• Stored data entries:
//! Last-known-good sensor cache and the status bits derived from it.
//!
//! The cache is the only writer of sensor values. A failed bus read never
//! overwrites a value: consumers keep seeing the last good reading while the
//! quantity is flagged as faulted until its next successful read.

use serde::Serialize;
use thiserror::Error;
use tracing::warn;

use crate::bus::{Bus, BusFault, Channel, Quantity, Rail};
use crate::config::SensorConfig;

#[derive(Debug, Clone, PartialEq, Eq, Error)]
#[error("{quantity} read failed: {source}")]
pub struct SensorFault {
    pub quantity: Quantity,
    #[source]
    pub source: BusFault,
}

// ---------------------------------------------------------------------------
// Samples
// ---------------------------------------------------------------------------

#[derive(Debug, Clone, Copy, Default)]
struct SensorSample {
    last_good: u8,
    stale_ticks: u32,
    refresh_interval: u32,
    faulted: bool,
    fault_count: u32,
}

/// One consistent view of every quantity, taken at the end of a refresh.
#[derive(Debug, Clone, Copy, PartialEq, Eq, Serialize)]
pub struct SensorSnapshot {
    pub values: [u8; Quantity::COUNT],
    pub faulted: [bool; Quantity::COUNT],
}

impl SensorSnapshot {
    pub fn get(&self, quantity: Quantity) -> u8 {
        self.values[quantity.index()]
    }

    pub fn flow(&self, ch: Channel) -> u8 {
        self.get(Quantity::Flow(ch))
    }

    pub fn any_faulted(&self) -> bool {
        self.faulted.iter().any(|f| *f)
    }
}

pub struct SensorCache {
    samples: [SensorSample; Quantity::COUNT],
}

impl SensorCache {
    pub fn new(cfg: &SensorConfig) -> Self {
        let mut samples = [SensorSample::default(); Quantity::COUNT];
        for q in Quantity::ALL {
            let interval = cfg.refresh_interval(q);
            // Start stale so the first refresh goes to the bus.
            samples[q.index()].refresh_interval = interval;
            samples[q.index()].stale_ticks = interval;
        }
        Self { samples }
    }

    /// Bring every due quantity up to date. Quantities inside their refresh
    /// interval are served from the cache without touching the bus. Returns
    /// the snapshot plus the faults raised by this pass.
    pub fn refresh(&mut self, bus: &mut dyn Bus) -> (SensorSnapshot, Vec<SensorFault>) {
        let mut faults = Vec::new();
        for q in Quantity::ALL {
            let sample = &mut self.samples[q.index()];
            if sample.stale_ticks < sample.refresh_interval {
                sample.stale_ticks += 1;
                continue;
            }
            if let Err(fault) = self.read(bus, q) {
                faults.push(fault);
            }
        }
        (self.snapshot(), faults)
    }

    /// Read one quantity now, regardless of its interval. On failure the
    /// last good value stays in place and is still readable via [`get`].
    ///
    /// [`get`]: SensorCache::get
    pub fn poll(&mut self, bus: &mut dyn Bus, quantity: Quantity) -> Result<u8, SensorFault> {
        self.read(bus, quantity)
    }

    fn read(&mut self, bus: &mut dyn Bus, quantity: Quantity) -> Result<u8, SensorFault> {
        let sample = &mut self.samples[quantity.index()];
        sample.stale_ticks = 0;
        match bus.read(quantity) {
            Ok(v) => {
                sample.last_good = v;
                sample.faulted = false;
                Ok(v)
            }
            Err(source) => {
                sample.faulted = true;
                sample.fault_count += 1;
                warn!(
                    %quantity,
                    last_good = sample.last_good,
                    faults = sample.fault_count,
                    error = %source,
                    "sensor read failed, keeping last good value"
                );
                Err(SensorFault { quantity, source })
            }
        }
    }

    pub fn get(&self, quantity: Quantity) -> u8 {
        self.samples[quantity.index()].last_good
    }

    pub fn fault_counts(&self) -> [u32; Quantity::COUNT] {
        self.samples.map(|s| s.fault_count)
    }

    pub fn snapshot(&self) -> SensorSnapshot {
        SensorSnapshot {
            values: self.samples.map(|s| s.last_good),
            faulted: self.samples.map(|s| s.faulted),
        }
    }
}

// ---------------------------------------------------------------------------
// Derived status bits
// ---------------------------------------------------------------------------

/// Sensor-status word carried in telemetry.
#[derive(Debug, Clone, Copy, PartialEq, Eq, Default, Serialize)]
#[serde(transparent)]
pub struct StatusBits(u8);

impl StatusBits {
    pub const RAIN_SENSOR_FAULT: u8 = 0x01;
    pub const RAINING: u8 = 0x02;
    pub const GROUND_SENSOR_FAULT: u8 = 0x04;
    pub const GROUND_DAMP: u8 = 0x08;
    pub const RAIL_5V_OK: u8 = 0x10;
    pub const RAIL_12V_OK: u8 = 0x20;
    pub const RAIL_24V_OK: u8 = 0x40;
    pub const SENSOR_FAULT: u8 = 0x80;

    /// `rails_ok` is indexed by [`Rail::index`].
    pub fn derive(snapshot: &SensorSnapshot, rails_ok: [bool; 3], cfg: &SensorConfig) -> Self {
        let rain = snapshot.get(Quantity::Rain);
        let ground = snapshot.get(Quantity::Ground);
        let mut bits = 0;

        if rain < cfg.fault_below {
            bits |= Self::RAIN_SENSOR_FAULT;
        }
        if rain > cfg.active_above {
            bits |= Self::RAINING;
        }
        if ground < cfg.fault_below {
            bits |= Self::GROUND_SENSOR_FAULT;
        }
        if ground > cfg.active_above {
            bits |= Self::GROUND_DAMP;
        }
        let rail_bits = [Self::RAIL_5V_OK, Self::RAIL_12V_OK, Self::RAIL_24V_OK];
        for rail in Rail::ALL {
            if rails_ok[rail.index()] {
                bits |= rail_bits[rail.index()];
            }
        }
        if snapshot.any_faulted() {
            bits |= Self::SENSOR_FAULT;
        }
        Self(bits)
    }

    pub fn bits(self) -> u8 {
        self.0
    }

    pub fn contains(self, flag: u8) -> bool {
        self.0 & flag == flag
    }

    pub fn raining(self) -> bool {
        self.contains(Self::RAINING)
    }

    pub fn ground_damp(self) -> bool {
        self.contains(Self::GROUND_DAMP)
    }
}

// ===========================================================================
// Tests
// ===========================================================================

#[cfg(test)]
mod tests {
    use super::*;
    use crate::bus::SimBus;

    fn cache() -> SensorCache {
        SensorCache::new(&SensorConfig::default())
    }

    fn snapshot_with(rain: u8, ground: u8) -> SensorSnapshot {
        let mut values = [0; Quantity::COUNT];
        values[Quantity::Rain.index()] = rain;
        values[Quantity::Ground.index()] = ground;
        SensorSnapshot {
            values,
            faulted: [false; Quantity::COUNT],
        }
    }

    // -- SensorCache -------------------------------------------------------

    #[test]
    fn first_refresh_reads_every_quantity() {
        let mut bus = SimBus::new();
        let mut cache = cache();
        let (snap, faults) = cache.refresh(&mut bus);
        assert!(faults.is_empty());
        for q in Quantity::ALL {
            assert_eq!(bus.reads(q), 1, "{q}");
        }
        assert_eq!(snap.get(Quantity::Rain), 150);
        assert_eq!(snap.get(Quantity::CpuTemp), 45);
    }

    #[test]
    fn temperatures_are_throttled() {
        let mut bus = SimBus::new();
        let mut cache = cache();
        // First pass reads; the next ten are served from cache.
        for _ in 0..11 {
            cache.refresh(&mut bus);
        }
        assert_eq!(bus.reads(Quantity::CpuTemp), 1);
        assert_eq!(bus.reads(Quantity::Rain), 11);

        cache.refresh(&mut bus);
        assert_eq!(bus.reads(Quantity::CpuTemp), 2);
        assert_eq!(bus.reads(Quantity::AmbientTemp), 1);
    }

    #[test]
    fn cached_temperature_survives_value_change_until_due() {
        let mut bus = SimBus::new();
        let mut cache = cache();
        cache.refresh(&mut bus);
        bus.set_value(Quantity::CpuTemp, 60);
        let (snap, _) = cache.refresh(&mut bus);
        assert_eq!(snap.get(Quantity::CpuTemp), 45);
    }

    #[test]
    fn consecutive_failures_report_last_good_value() {
        let mut bus = SimBus::new();
        let mut cache = cache();
        bus.set_value(Quantity::Rain, 210);
        cache.refresh(&mut bus);

        bus.fail_reads(Quantity::Rain, true);
        for n in 1..=5 {
            let (snap, faults) = cache.refresh(&mut bus);
            assert_eq!(snap.get(Quantity::Rain), 210);
            assert!(snap.faulted[Quantity::Rain.index()]);
            assert_eq!(faults.len(), 1);
            assert_eq!(faults[0].quantity, Quantity::Rain);
            assert_eq!(cache.fault_counts()[Quantity::Rain.index()], n);
        }

        bus.fail_reads(Quantity::Rain, false);
        bus.set_value(Quantity::Rain, 120);
        let (snap, faults) = cache.refresh(&mut bus);
        assert!(faults.is_empty());
        assert_eq!(snap.get(Quantity::Rain), 120);
        assert!(!snap.any_faulted());
    }

    #[test]
    fn poll_bypasses_interval_and_keeps_last_good_on_failure() {
        let mut bus = SimBus::new();
        let mut cache = cache();
        let flow = Quantity::Flow(Channel::ALL[0]);
        bus.set_value(flow, 12);
        assert_eq!(cache.poll(&mut bus, flow), Ok(12));

        bus.fail_reads(flow, true);
        let err = cache.poll(&mut bus, flow).unwrap_err();
        assert_eq!(err.source, BusFault::Nack);
        assert_eq!(cache.get(flow), 12);
    }

    // -- StatusBits --------------------------------------------------------

    #[test]
    fn status_bits_thresholds() {
        let cfg = SensorConfig::default();
        let bits = StatusBits::derive(&snapshot_with(50, 150), [false; 3], &cfg);
        assert_eq!(bits.bits(), StatusBits::RAIN_SENSOR_FAULT);

        let bits = StatusBits::derive(&snapshot_with(210, 201), [false; 3], &cfg);
        assert!(bits.raining());
        assert!(bits.ground_damp());

        let bits = StatusBits::derive(&snapshot_with(100, 200), [false; 3], &cfg);
        assert_eq!(bits.bits(), 0);

        let bits = StatusBits::derive(&snapshot_with(150, 99), [false; 3], &cfg);
        assert_eq!(bits.bits(), StatusBits::GROUND_SENSOR_FAULT);
    }

    #[test]
    fn status_bits_rails_and_sensor_fault() {
        let cfg = SensorConfig::default();
        let mut snap = snapshot_with(150, 150);
        let bits = StatusBits::derive(&snap, [true, false, true], &cfg);
        assert_eq!(bits.bits(), StatusBits::RAIL_5V_OK | StatusBits::RAIL_24V_OK);

        snap.faulted[Quantity::Pressure.index()] = true;
        let bits = StatusBits::derive(&snap, [false; 3], &cfg);
        assert_eq!(bits.bits(), StatusBits::SENSOR_FAULT);
    }
}
use anyhow::{Context, Result};
use sqlx::sqlite::{SqliteConnectOptions, SqliteJournalMode, SqlitePoolOptions};
use sqlx::{Pool, QueryBuilder, Row, Sqlite};
use std::collections::HashMap;
use std::str::FromStr;
use time::OffsetDateTime;
use tracing::{info, warn};

use crate::actuator::ActuatorState;
use crate::bus::Quantity;
use crate::error::Fault;
use crate::settings::{Param, ParamValue, Settings};

/// Rows per INSERT statement; keeps bound parameters under SQLite's limit.
const INSERT_CHUNK: usize = 40;

#[derive(Clone)]
pub struct Db {
    pool: Pool<Sqlite>,
}

/// One tick's sensor and actuator values.
#[derive(Debug, Clone, PartialEq, Eq)]
pub struct SignalRow {
    pub ts: i64,
    pub values: [u8; Quantity::COUNT],
    pub status: u8,
    pub actuators: ActuatorState,
}

#[derive(Debug, Clone, Copy, PartialEq, Eq)]
pub enum LogKind {
    Information,
    Status,
    Warning,
    Error,
}

impl LogKind {
    pub fn as_str(self) -> &'static str {
        match self {
            LogKind::Information => "Information",
            LogKind::Status => "Status",
            LogKind::Warning => "Warning",
            LogKind::Error => "Error",
        }
    }
}

#[derive(Debug, Clone, PartialEq, Eq)]
pub struct LogRow {
    pub ts: i64,
    /// Subsystem tag, e.g. `WAT` for watering or `NET` for remote commands.
    pub instance: String,
    pub kind: LogKind,
    pub name: String,
    pub details: String,
}

impl LogRow {
    pub fn new(instance: &str, kind: LogKind, name: impl Into<String>, details: impl Into<String>) -> Self {
        Self {
            ts: OffsetDateTime::now_utc().unix_timestamp(),
            instance: instance.to_string(),
            kind,
            name: name.into(),
            details: details.into(),
        }
    }

    pub fn from_fault(instance: &str, fault: &Fault) -> Self {
        let kind = if fault.is_error() {
            LogKind::Error
        } else {
            LogKind::Warning
        };
        Self::new(instance, kind, fault.category(), fault.to_string())
    }
}

/// Result of [`Db::load_settings`].
#[derive(Debug)]
pub struct LoadedSettings {
    pub settings: Settings,
    /// One per key that fell back to its default.
    pub faults: Vec<Fault>,
    /// Rows present in the store, usable or not.
    pub stored: usize,
}

impl Db {
    /// db_url examples:
    /// - "sqlite:/home/pi/watering/watering.db"
    /// - "sqlite::memory:" (tests)
    pub async fn connect(db_url: &str) -> Result<Self> {
        let options = SqliteConnectOptions::from_str(db_url)
            .with_context(|| format!("invalid sqlite connection string: {db_url}"))?
            .journal_mode(SqliteJournalMode::Wal);

        // Every connection to ":memory:" is its own database.
        let max_connections = if db_url.contains(":memory:") { 1 } else { 4 };

        let pool = SqlitePoolOptions::new()
            .max_connections(max_connections)
            .connect_with(options)
            .await
            .with_context(|| format!("failed to connect to sqlite db: {db_url}"))?;

        Ok(Self { pool })
    }

    #[cfg(test)]
    pub fn pool(&self) -> &Pool<Sqlite> {
        &self.pool
    }

    /// Runs SQLx migrations from ./migrations.
    pub async fn migrate(&self) -> Result<()> {
        sqlx::migrate!("./migrations")
            .run(&self.pool)
            .await
            .context("failed to run migrations")?;
        Ok(())
    }

    // ----------------------------
    // Settings store
    // ----------------------------

    /// Load every setting. Missing or unusable keys fall back to their
    /// defaults and are reported as faults rather than failing the load.
    pub async fn load_settings(&self) -> Result<LoadedSettings> {
        let rows = sqlx::query("SELECT key, value FROM settings")
            .fetch_all(&self.pool)
            .await
            .context("load_settings failed")?;

        // A value column holding something other than an integer is a bad
        // setting, not a failed load.
        let mut stored: HashMap<String, Result<i64, String>> = HashMap::new();
        for row in &rows {
            match row.try_get::<String, _>("key") {
                Ok(key) => {
                    let value = row
                        .try_get::<i64, _>("value")
                        .map_err(|e| format!("unreadable stored value ({e})"));
                    stored.insert(key, value);
                }
                Err(e) => warn!(error = %e, "skipping settings row with unreadable key"),
            }
        }

        let mut settings = Settings::default();
        let mut faults = Vec::new();
        for (ch, param) in Settings::keys() {
            let key = param.store_key(ch);
            let value = match stored.get(&key) {
                Some(Ok(raw)) => param.from_stored(*raw).map_err(|e| e.to_string()),
                Some(Err(reason)) => Err(reason.clone()),
                None => Err("not stored".to_string()),
            };
            match value {
                // from_stored already validated the value against the param.
                Ok(v) => {
                    let _ = settings.set(ch, param, v);
                }
                Err(reason) => faults.push(Fault::ConfigLoad { key, reason }),
            }
        }

        info!(
            stored = rows.len(),
            defaulted = faults.len(),
            "settings loaded"
        );
        Ok(LoadedSettings {
            settings,
            faults,
            stored: rows.len(),
        })
    }

    pub async fn put_setting(&self, key: &str, value: ParamValue) -> Result<()> {
        let now = OffsetDateTime::now_utc().unix_timestamp();
        sqlx::query(
            r#"
            INSERT INTO settings (key, value, updated_at)
            VALUES (?, ?, ?)
            ON CONFLICT(key) DO UPDATE SET
              value=excluded.value,
              updated_at=excluded.updated_at
            "#,
        )
        .bind(key)
        .bind(value.as_i64())
        .bind(now)
        .execute(&self.pool)
        .await
        .with_context(|| format!("put_setting {key} failed"))?;
        Ok(())
    }

    /// Write every setting, e.g. to seed a fresh store with defaults.
    pub async fn put_all_settings(&self, settings: &Settings) -> Result<()> {
        for (ch, param) in Settings::keys() {
            self.put_setting(&param.store_key(ch), settings.get(ch, param))
                .await?;
        }
        Ok(())
    }

    // ----------------------------
    // Metrics sink
    // ----------------------------

    /// Insert a batch of signal and log rows in one transaction.
    pub async fn insert_rows(&self, signals: &[SignalRow], logs: &[LogRow]) -> Result<()> {
        let mut tx = self.pool.begin().await.context("insert_rows: begin failed")?;

        for chunk in signals.chunks(INSERT_CHUNK) {
            let mut qb: QueryBuilder<Sqlite> = QueryBuilder::new(
                "INSERT INTO signals (ts, flow1, flow2, flow3, flow4, flow5, rain, ground, \
                 tank_level, pressure, cpu_temp, ambient_temp, exposed_temp, status, \
                 pump, valve1, valve2, valve3, valve4, valve5) ",
            );
            qb.push_values(chunk, |mut b, row| {
                b.push_bind(row.ts);
                for v in row.values {
                    b.push_bind(i64::from(v));
                }
                b.push_bind(i64::from(row.status));
                b.push_bind(row.actuators.pump);
                for open in row.actuators.valves {
                    b.push_bind(open);
                }
            });
            qb.build()
                .execute(&mut *tx)
                .await
                .context("insert signals failed")?;
        }

        for chunk in logs.chunks(INSERT_CHUNK) {
            let mut qb: QueryBuilder<Sqlite> =
                QueryBuilder::new("INSERT INTO log (ts, instance, kind, name, details) ");
            qb.push_values(chunk, |mut b, row| {
                b.push_bind(row.ts)
                    .push_bind(row.instance.as_str())
                    .push_bind(row.kind.as_str())
                    .push_bind(row.name.as_str())
                    .push_bind(row.details.as_str());
            });
            qb.build()
                .execute(&mut *tx)
                .await
                .context("insert log failed")?;
        }

        tx.commit().await.context("insert_rows: commit failed")?;
        Ok(())
    }
}

// ===========================================================================
// Tests
// ===========================================================================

• YOUR ASSIGNMENT: Some lines of the records may contain the string "struct". State how many do, as a number alone.

• ANSWER FOR THE TASK: 9